**Problem to solve:** Lines that include the string "Status" are the ones to copy from the entries below.

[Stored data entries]
==================================================
//! Storage Module
//!
//! Uniform byte-level access to the place snapshot files live.
//!
//! ## Responsibilities
//! - Read, list and delete named files under one base location
//! - Two-phase writes: `stage` every file of a snapshot, then `publish`
//!   them, so a failed save never replaces a durable copy
//! - Confine names to the base location (`StorageLocation::contain`)
//!
//! ## Backends
//! ```text
//! ┌──────────────────────┐      ┌───────────────────────────────┐
//! │   LocalFsBackend     │      │     ObjectStorageBackend      │
//! │  stage: <name>.tmp   │      │  stage: held in memory        │
//! │  publish: rename     │      │  publish: single PUT          │
//! └──────────────────────┘      └───────────────┬───────────────┘
//!                                               │ ObjectClient
//!                                               ▼
//!                                 InMemoryObjectClient / S3 client
//! ```
//!
//! Names passed to a backend are relative, `/`-separated and already
//! normalized by `StorageLocation::contain`.

mod local;
mod location;
mod object;

use std::sync::Arc;

use crate::error::{EmberError, Result};

pub use local::LocalFsBackend;
pub use location::{lexical_normalize, normalize_within, StorageLocation, OBJECT_SCHEME};
pub use object::{InMemoryObjectClient, ObjectClient, ObjectStorageBackend};

/// Suffix of files staged by `LocalFsBackend` before publication
pub const STAGING_SUFFIX: &str = ".tmp";

/// Read/write/list/delete contract shared by all snapshot destinations
pub trait StorageBackend: Send + Sync {
    /// The base location this backend is confined to
    fn location(&self) -> &StorageLocation;

    /// Read a whole file
    ///
    /// Returns `EmberError::NotFound` if the file does not exist.
    fn read(&self, name: &str) -> Result<Vec<u8>>;

    /// Write a file so that it is not yet visible under `name`
    fn stage(&self, name: &str, data: &[u8]) -> Result<()>;

    /// Make a staged file visible under `name`, replacing any previous file
    fn publish(&self, name: &str) -> Result<()>;

    /// Drop a staged file; no-op if nothing is staged under `name`
    fn discard(&self, name: &str) -> Result<()>;

    /// List published files whose name matches a glob pattern
    ///
    /// Wildcards are only honoured in the final path segment. Results are
    /// sorted.
    fn list(&self, pattern: &str) -> Result<Vec<String>>;

    /// Delete a published file; no-op if absent
    fn delete(&self, name: &str) -> Result<()>;

    /// Check whether a published file exists
    fn exists(&self, name: &str) -> Result<bool>;

    /// Stage and publish in one step
    fn write(&self, name: &str, data: &[u8]) -> Result<()> {
        self.stage(name, data)?;
        self.publish(name)
    }

    /// Map a user-supplied path onto a name relative to this backend
    fn locate(&self, raw: &str) -> Result<String> {
        self.location().contain(raw)
    }
}

/// Open the backend for a configured location
///
/// Object storage needs a client; local directories are created on demand.
pub fn open_backend(
    location: &StorageLocation,
    client: Option<Arc<dyn ObjectClient>>,
) -> Result<Arc<dyn StorageBackend>> {
    match location {
        StorageLocation::Local { root, .. } => Ok(Arc::new(LocalFsBackend::open(root)?)),
        StorageLocation::Object { .. } => {
            let client = client.ok_or_else(|| {
                EmberError::Config(format!(
                    "no object storage client configured for {}",
                    location.describe()
                ))
            })?;
            Ok(Arc::new(ObjectStorageBackend::new(location.clone(), client)?))
        }
    }
}

/// Split a pattern into its directory part and final segment
pub(crate) fn split_pattern(pattern: &str) -> Result<(&str, &str)> {
    let (dir, file) = match pattern.rsplit_once('/') {
        Some((dir, file)) => (dir, file),
        None => ("", pattern),
    };
    if crate::pattern::has_wildcards(dir) {
        return Err(EmberError::Storage(format!(
            "wildcards are only supported in the file name: {}",
            pattern
        )));
    }
    Ok((dir, file))
}
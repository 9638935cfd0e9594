//! Integration tests for the Engine
//!
//! These tests verify:
//! - The command surface end to end
//! - Memory accounting reported by INFO MEMORY
//! - Autoload on startup for every naming scheme
//! - Path containment for configured and requested names
//! - Cron, shutdown and object storage saves

use std::path::Path;
use std::sync::atomic::{AtomicBool, Ordering};
use std::sync::{mpsc, Arc, Mutex};
use std::thread;
use std::time::{Duration as StdDuration, Instant};

use bytes::Bytes;
use chrono::{Duration, Utc};
use emberkv::error::Result;
use emberkv::keyspace::ObjectType;
use emberkv::protocol::{split_args, Command, Reply};
use emberkv::snapshot::SnapshotFormat;
use emberkv::storage::{InMemoryObjectClient, ObjectClient};
use emberkv::{Config, EmberError, Engine, Session};
use tempfile::TempDir;

// =============================================================================
// Helper Functions
// =============================================================================

fn config_in(dir: &Path, dbfilename: &str, format: SnapshotFormat) -> Config {
    Config::builder()
        .dir(dir.to_str().unwrap())
        .dbfilename(dbfilename)
        .snapshot_format(format)
        .shard_count(4)
        .build()
}

fn open_in(dir: &Path, dbfilename: &str, format: SnapshotFormat) -> Engine {
    Engine::open(config_in(dir, dbfilename, format)).unwrap()
}

fn run(engine: &Engine, session: &mut Session, line: &str) -> Result<Reply> {
    let args = split_args(line)?;
    engine.execute(session, Command::parse(&args)?)
}

/// Run a command that must succeed
fn ok(engine: &Engine, session: &mut Session, line: &str) -> Reply {
    run(engine, session, line).unwrap_or_else(|e| panic!("{} failed: {}", line, e))
}

fn bulk(text: &str) -> Reply {
    Reply::Bulk(text.as_bytes().to_vec())
}

fn info_text(engine: &Engine, session: &mut Session, section: &str) -> String {
    match ok(engine, session, &format!("INFO {}", section)) {
        Reply::Bulk(bytes) => String::from_utf8(bytes).unwrap(),
        other => panic!("unexpected INFO reply {:?}", other),
    }
}

/// `field:value` lines of an INFO reply
fn info_fields(text: &str) -> Vec<(String, String)> {
    text.split("\r\n")
        .filter(|line| !line.is_empty() && !line.starts_with('#'))
        .filter_map(|line| line.split_once(':'))
        .map(|(k, v)| (k.to_string(), v.to_string()))
        .collect()
}

fn info_field(text: &str, name: &str) -> Option<String> {
    info_fields(text)
        .into_iter()
        .find(|(k, _)| k == name)
        .map(|(_, v)| v)
}

fn wait_for(mut condition: impl FnMut() -> bool) -> bool {
    let deadline = Instant::now() + StdDuration::from_secs(5);
    while Instant::now() < deadline {
        if condition() {
            return true;
        }
        thread::sleep(StdDuration::from_millis(10));
    }
    condition()
}

fn populate_all_types(engine: &Engine, session: &mut Session) {
    ok(engine, session, "DEBUG POPULATE 200 key 32");
    ok(engine, session, "RPUSH list a b c");
    ok(engine, session, "SADD set x y z");
    ok(engine, session, "HSET hash f1 v1 f2 v2");
    ok(engine, session, "ZADD zset 1 one 2.5 two");
    ok(engine, session, "SELECT 3");
    ok(engine, session, "SET other-db value");
    ok(engine, session, "SELECT 0");
}

// =============================================================================
// Command Tests
// =============================================================================

#[test]
fn test_string_commands() {
    let temp_dir = TempDir::new().unwrap();
    let engine = open_in(temp_dir.path(), "dump", SnapshotFormat::SingleFile);
    let mut session = Session::new();

    assert_eq!(ok(&engine, &mut session, "PING"), Reply::Status("PONG".to_string()));
    assert_eq!(ok(&engine, &mut session, "SET name \"hello world\""), Reply::Ok);
    assert_eq!(ok(&engine, &mut session, "GET name"), bulk("hello world"));
    assert_eq!(ok(&engine, &mut session, "GET missing"), Reply::Nil);
    assert_eq!(ok(&engine, &mut session, "EXISTS name missing"), Reply::Integer(1));
    assert_eq!(ok(&engine, &mut session, "TYPE name"), Reply::Status("string".to_string()));
    assert_eq!(ok(&engine, &mut session, "TYPE missing"), Reply::Status("none".to_string()));
    assert_eq!(ok(&engine, &mut session, "DBSIZE"), Reply::Integer(1));
    assert_eq!(ok(&engine, &mut session, "DEL name missing"), Reply::Integer(1));
    assert_eq!(ok(&engine, &mut session, "DBSIZE"), Reply::Integer(0));
}

#[test]
fn test_binary_values_survive_save_and_reload() {
    let temp_dir = TempDir::new().unwrap();
    {
        let engine = open_in(temp_dir.path(), "dump", SnapshotFormat::Sharded);
        let mut session = Session::new();
        ok(&engine, &mut session, r#"SET "k\xfe" "\x00\x80\xff""#);
        assert_eq!(
            ok(&engine, &mut session, r#"GET "k\xfe""#),
            Reply::Bulk(vec![0x00, 0x80, 0xff])
        );
        ok(&engine, &mut session, "SAVE");
    }

    let engine = open_in(temp_dir.path(), "dump", SnapshotFormat::Sharded);
    assert_eq!(
        ok(&engine, &mut Session::new(), r#"GET "k\xfe""#),
        Reply::Bulk(vec![0x00, 0x80, 0xff])
    );
}

#[test]
fn test_compound_commands() {
    let temp_dir = TempDir::new().unwrap();
    let engine = open_in(temp_dir.path(), "dump", SnapshotFormat::SingleFile);
    let mut session = Session::new();

    assert_eq!(ok(&engine, &mut session, "RPUSH list a b"), Reply::Integer(2));
    assert_eq!(ok(&engine, &mut session, "RPUSH list c"), Reply::Integer(3));
    assert_eq!(ok(&engine, &mut session, "SADD set a b a"), Reply::Integer(2));
    assert_eq!(ok(&engine, &mut session, "SADD set b c"), Reply::Integer(1));
    assert_eq!(ok(&engine, &mut session, "HSET hash f v g w"), Reply::Integer(2));
    assert_eq!(ok(&engine, &mut session, "HSET hash f changed"), Reply::Integer(0));
    assert_eq!(ok(&engine, &mut session, "ZADD zset 1 a 2 b"), Reply::Integer(2));
    assert_eq!(ok(&engine, &mut session, "ZADD zset 3 a"), Reply::Integer(0));

    assert_eq!(ok(&engine, &mut session, "TYPE list"), Reply::Status("list".to_string()));
    assert_eq!(ok(&engine, &mut session, "TYPE set"), Reply::Status("set".to_string()));
    assert_eq!(ok(&engine, &mut session, "TYPE hash"), Reply::Status("hash".to_string()));
    assert_eq!(ok(&engine, &mut session, "TYPE zset"), Reply::Status("zset".to_string()));
}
==================================================
**Written solution:**
    assert_eq!(ok(&engine, &mut session, "PING"), Reply::Status("PONG".to_string()));
    assert_eq!(ok(&engine, &mut session, "TYPE name"), Reply::Status("string".to_string()));
    assert_eq!(ok(&engine, &mut session, "TYPE missing"), Reply::Status("none".to_string()));
    assert_eq!(ok(&engine, &mut session, "TYPE list"), Reply::Status("list".to_string()));
    assert_eq!(ok(&engine, &mut session, "TYPE set"), Reply::Status("set".to_string()));
    assert_eq!(ok(&engine, &mut session, "TYPE hash"), Reply::Status("hash".to_string()));
    assert_eq!(ok(&engine, &mut session, "TYPE zset"), Reply::Status("zset".to_string()));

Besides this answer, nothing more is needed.